Special teams leads Sweden past Finland at WJC
The Swedes beat the Finns, 6-3, to advance to the semi-finals, but a more important score is 12-0. That’s the difference in power-play goals scored this year.
The Swedes, of course, have the 12, and the Finns, incredibly, failed to score even one goal with the man advantage over the course of five games.
The Swedes will now play Russia on Sunday, and the Finns head home, their gold medal a year ago a distant and fading memory. It’s the ninth straight appearance in the semi-finals for the consistently successful Swedes.
“Our power play is working really well,” said William Nylander, the players of the game with two assists and now tied for the scoring lead with teammate Oskar Lindblom, both of whom have nine points. “We have a lot of confidence now. We beat Russia last time, so we just have to refresh the bodies and get ready for the game against Russia.”
“We had zero power-play goals the entire tournament,” said Finnish defenceman Mika Ilvonen, “and our play just wasn’t good enough today against a team like Sweden. We had two, five-on-three chances against us, and they killed us.”
Indeed, three of Sweden’s goals came with extra men, and the last was shot into the empty net with 4.8 seconds remaining.
Sweden spread the scoring evenly, five players recording two points. Lucas Wallmark had two goals for the victors. Jusso Ikonen had a goal and an assist for the Finns.
The first period was as cautious as both teams tried to skate their way into the game. There were a few good chances, though, but none found the back of the net. Air Canada Centre fans were thrilled to see William Nylander skate in on a partial breakaway, but his deke and quick shot on the rebound were both rebuffed by Ville Husso.
The Finns took advantage of a couple of defensive miscues to get two close-in chances. Gustav Forsling lost the puck in his own end, giving Otto Rauhala a chance, but he missed. Later in the period, Mikko Rantanen had a point-blank shot but couldn’t beat Linus Soderstrom.

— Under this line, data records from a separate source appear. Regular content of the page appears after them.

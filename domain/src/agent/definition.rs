//! Agent definitions

use super::rule::ActivationRule;
use crate::core::string::display_name;
use crate::quorum::Severity;
use serde::{Deserialize, Serialize};

/// Static descriptor of a review agent
///
/// Default agents have `always_active = true` and their rule is ignored.
/// Optional agents join the active set when their rule matches.
#[derive(Debug, Clone, PartialEq, Eq, Serialize, Deserialize)]
pub struct AgentDefinition {
    /// Unique identifier (e.g., "security-agent")
    pub id: String,
    /// Display name (e.g., "Security Agent")
    pub name: String,
    /// What the agent reviews; used as the activation reason for optional agents
    pub description: String,
    pub always_active: bool,
    pub rule: ActivationRule,
    pub veto_severity_default: Severity,
}

impl AgentDefinition {
    /// Create a default agent, active for every project
    pub fn default_agent(
        id: impl Into<String>,
        name: impl Into<String>,
        description: impl Into<String>,
        veto_severity_default: Severity,
    ) -> Self {
        Self {
            id: id.into(),
            name: name.into(),
            description: description.into(),
            always_active: true,
            rule: ActivationRule::Always,
            veto_severity_default,
        }
    }

    /// Create an optional agent gated by an activation rule
    pub fn optional(
        id: impl Into<String>,
        name: impl Into<String>,
        description: impl Into<String>,
        rule: ActivationRule,
        veto_severity_default: Severity,
    ) -> Self {
        Self {
            id: id.into(),
            name: name.into(),
            description: description.into(),
            always_active: false,
            rule,
            veto_severity_default,
        }
    }

    /// Display name, derived from the id when none was given
    pub fn display_name(&self) -> String {
        if self.name.trim().is_empty() {
            display_name(&self.id)
        } else {
            self.name.clone()
        }
    }
}
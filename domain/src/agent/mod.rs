//! Agent domain module
//!
//! Agent definitions, declarative activation rules, the versioned registry,
//! and the evaluator that turns project signals into the active agent set.

pub mod builtin;
pub mod definition;
pub mod evaluator;
pub mod registry;
pub mod rule;

pub use builtin::{BUILTIN_REGISTRY_VERSION, DEFAULT_AGENT_IDS, ML_FRAMEWORKS};
pub use definition::AgentDefinition;
pub use evaluator::{ActivationReason, ActiveAgent, ActiveAgentSet, evaluate, select_explicit};
pub use registry::AgentRegistry;
pub use rule::ActivationRule;
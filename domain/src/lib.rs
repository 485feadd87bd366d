//! Domain layer for review-gate
//!
//! This crate contains the core business logic, entities, and value objects.
//! It has no dependencies on infrastructure or presentation concerns.
//!
//! # Core Concepts
//!
//! ## Signals and agents
//!
//! A scan of a project produces [`ProjectSignals`]. The [`AgentRegistry`]
//! holds every known [`AgentDefinition`]; [`evaluate`] turns signals into the
//! [`ActiveAgentSet`] for the project. Default agents are always active,
//! optional ones join when their [`ActivationRule`] matches.
//!
//! ## Consensus gate
//!
//! Every active agent returns one [`AgentVerdict`]. A [`ReviewCycle`]
//! collects them, synthesizes timeout vetoes at the deadline, and applies the
//! [`ConsensusPolicy`]: unanimous approval, or a single veto overridden on
//! request when enough agents approved.
//!
//! ## Metrics
//!
//! Each verdict becomes a [`MetricsEvent`]; [`MetricsAggregate`] is a fold
//! over those events and can always be rebuilt by replay.

pub mod agent;
pub mod config;
pub mod core;
pub mod metrics;
pub mod quorum;
pub mod signals;

// Re-export commonly used types
pub use agent::{
    ActivationReason, ActivationRule, ActiveAgent, ActiveAgentSet, AgentDefinition,
    AgentRegistry, evaluate, select_explicit,
};
pub use config::{ConfigIssue, ConfigIssueCode, IssueLevel, ReportFormat};
pub use core::error::{CycleError, RuleEvaluationError};
pub use metrics::{AgentCounters, AgentStats, MetricsAggregate, MetricsEvent, ReasonCount};
pub use quorum::{
    AgentVerdict, ConsensusDecision, ConsensusPolicy, ConsensusResult, CyclePhase, RecordOutcome,
    ReviewCycle, Severity, VerdictOrigin, VerdictStatus, decide,
};
pub use signals::{ProjectSignals, SignalsBuilder};
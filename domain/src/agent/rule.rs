//! Activation rules
//!
//! An [`ActivationRule`] is the activation predicate of an optional agent:
//! a pure boolean function over [`ProjectSignals`]. Rules are data, so the
//! registry can be loaded from configuration and compared between runs.

use crate::signals::ProjectSignals;
use serde::{Deserialize, Serialize};

/// Declarative activation predicate
///
/// # Example
///
/// ```
/// use gate_domain::agent::ActivationRule;
/// use gate_domain::signals::ProjectSignals;
///
/// let rule = ActivationRule::AnyOf(vec![
///     ActivationRule::Pattern("api".to_string()),
///     ActivationRule::FilesOver(50),
/// ]);
///
/// let signals = ProjectSignals::builder().file_count(120).build();
/// assert_eq!(rule.evaluate(&signals), Ok(true));
/// ```
#[derive(Debug, Clone, PartialEq, Eq, Serialize, Deserialize)]
#[serde(rename_all = "snake_case")]
pub enum ActivationRule {
    /// Always matches
    Always,
    /// Size-based: `file_count > n`
    FilesOver(usize),
    /// Pattern-based: the pattern was detected
    Pattern(String),
    /// Team-based: `contributor_count >= n`
    MinContributors(usize),
    /// Framework-based: at least one listed framework was detected
    AnyFramework(Vec<String>),
    /// Language-based: at least one file with a listed extension exists
    AnyLanguage(Vec<String>),
    /// At least one nested rule matches
    AnyOf(Vec<ActivationRule>),
    /// Every nested rule matches
    AllOf(Vec<ActivationRule>),
}

impl ActivationRule {
    /// Check the rule is well formed
    ///
    /// Empty lists and blank names are rejected; they would silently never
    /// (or always) match.
    pub fn validate(&self) -> Result<(), String> {
        match self {
            ActivationRule::Always
            | ActivationRule::FilesOver(_)
            | ActivationRule::MinContributors(_) => Ok(()),
            ActivationRule::Pattern(name) => {
                if name.trim().is_empty() {
                    Err("pattern name is empty".to_string())
                } else {
                    Ok(())
                }
            }
            ActivationRule::AnyFramework(names) => validate_names("framework", names),
            ActivationRule::AnyLanguage(names) => validate_names("language", names),
            ActivationRule::AnyOf(rules) | ActivationRule::AllOf(rules) => {
                if rules.is_empty() {
                    return Err("composite rule has no members".to_string());
                }
                rules.iter().try_for_each(ActivationRule::validate)
            }
        }
    }

    /// Evaluate the predicate
    ///
    /// Fails only for malformed rules. Evaluation has no side effects and
    /// does not depend on anything but `signals`.
    pub fn evaluate(&self, signals: &ProjectSignals) -> Result<bool, String> {
        self.validate()?;
        Ok(self.matches(signals))
    }

    /// Explain why the rule matched, naming the first satisfied condition
    ///
    /// Returns `Ok(None)` when the rule does not match.
    pub fn explain(&self, signals: &ProjectSignals) -> Result<Option<String>, String> {
        self.validate()?;
        Ok(self.explain_match(signals))
    }

    fn matches(&self, signals: &ProjectSignals) -> bool {
        match self {
            ActivationRule::Always => true,
            ActivationRule::FilesOver(n) => signals.file_count() > *n,
            ActivationRule::Pattern(name) => signals.has_pattern(name),
            ActivationRule::MinContributors(n) => signals.contributor_count() >= *n,
            ActivationRule::AnyFramework(names) => names.iter().any(|f| signals.has_framework(f)),
            ActivationRule::AnyLanguage(exts) => exts.iter().any(|e| signals.language_count(e) > 0),
            ActivationRule::AnyOf(rules) => rules.iter().any(|r| r.matches(signals)),
            ActivationRule::AllOf(rules) => rules.iter().all(|r| r.matches(signals)),
        }
    }

    fn explain_match(&self, signals: &ProjectSignals) -> Option<String> {
        match self {
            ActivationRule::Always => Some("always active".to_string()),
            ActivationRule::FilesOver(n) => self
                .matches(signals)
                .then(|| format!("{} files (more than {})", signals.file_count(), n)),
            ActivationRule::Pattern(name) => self
                .matches(signals)
                .then(|| format!("'{}' pattern detected", name)),
            ActivationRule::MinContributors(n) => self.matches(signals).then(|| {
                format!(
                    "{} contributors (at least {})",
                    signals.contributor_count(),
                    n
                )
            }),
            ActivationRule::AnyFramework(names) => names
                .iter()
                .find(|f| signals.has_framework(f))
                .map(|f| format!("framework '{}' detected", f.to_lowercase())),
            ActivationRule::AnyLanguage(exts) => exts
                .iter()
                .find(|e| signals.language_count(e) > 0)
                .map(|e| format!("{} .{} files", signals.language_count(e), e.trim_start_matches('.'))),
            ActivationRule::AnyOf(rules) => rules.iter().find_map(|r| r.explain_match(signals)),
            ActivationRule::AllOf(rules) => {
                let parts: Option<Vec<String>> =
                    rules.iter().map(|r| r.explain_match(signals)).collect();
                parts.map(|p| p.join(" and "))
            }
        }
    }

    /// Get a human-readable description of this rule
    pub fn description(&self) -> String {
        match self {
            ActivationRule::Always => "always".to_string(),
            ActivationRule::FilesOver(n) => format!("more than {} files", n),
            ActivationRule::Pattern(name) => format!("pattern '{}'", name),
            ActivationRule::MinContributors(n) => format!("at least {} contributors", n),
            ActivationRule::AnyFramework(names) => format!("any framework of [{}]", names.join(", ")),
            ActivationRule::AnyLanguage(exts) => format!("any language of [{}]", exts.join(", ")),
            ActivationRule::AnyOf(rules) => format!(
                "({})",
                rules
                    .iter()
                    .map(ActivationRule::description)
                    .collect::<Vec<_>>()
                    .join(" or ")
            ),
            ActivationRule::AllOf(rules) => format!(
                "({})",
                rules
                    .iter()
                    .map(ActivationRule::description)
                    .collect::<Vec<_>>()
                    .join(" and ")
            ),
        }
    }
}

impl std::fmt::Display for ActivationRule {
    fn fmt(&self, f: &mut std::fmt::Formatter<'_>) -> std::fmt::Result {
        write!(f, "{}", self.description())
    }
}

fn validate_names(kind: &str, names: &[String]) -> Result<(), String> {
    if names.is_empty() {
        return Err(format!("{} list is empty", kind));
    }
    if names.iter().any(|n| n.trim().is_empty()) {
        return Err(format!("{} list contains an empty name", kind));
    }
    Ok(())
}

The shooters were as sharp as the goalies were rusty in a second period which saw six goals and many more great scoring chances. The Finns got things started when Jusso Ikonen had a long breakaway and beat Soderstrom under the blocker at 1:44.
But the Swedes then took over, scoring three times in a four-minute stretch, all on similar plays. The Finns took two quick penalties, allowing the potent point shot of Gustav Forsling to make it a 1-1 tie when he drilled a long shot past Husso with a two-man advantage.
Just 47 seconds later, still up a man, Lucas Wallmark wired a high shot past Husso to give the Swedes a second power-play goal. Then, at 8:11, Robin Norell’s shot was tipped in front by Adam Brodecki, beating the Finnish goalie on another play from the right side, making it 3-1.
But the Finns fought back and got a goal of their own off the rush from a long shot. Ikonen hit Mikko Rantanen with a long pass across the ice, and Rantanen snapped a hard shot over Soderstrom’s glove at 9:54 to cut the Swedish lead in half.
Aleksi Mustonen then scored a beautiful goal to tie the score at 15:49 with teams playing four skaters a side. Teammate Kasperi Kapanen’s long shot was kicked out generously by Soderstrom, and Mustonen fought off defenceman Sebastian Aho and roofed a close-in shot to tie the score.
“Guys were raising their voices in the dressing room [after the second period],” Ilvonen said. “We realized we could win and we were close, but then penalties in the third destroyed us.”
The Swedes got a third power-play goal early in the third on another five-on-three, this time Adrain Kempe burying a loose puck to the back side of Husso’s goal.
Finland had a four-minute power play later in the period but misfired time and again, and soon after Oskar Lindblom converted another pass from Nylander to put the game out of reach.
“We can’t win the tournament if we don’t score on the power play,” Rantanen added. “We didn’t, and we lost. It’s that simple.”
“That was huge,” Nylander acknowledged. “They could have scored a quick one and still had another two minutes, but we didn’t let them and we scored soon after that. It was a huge kill for us.”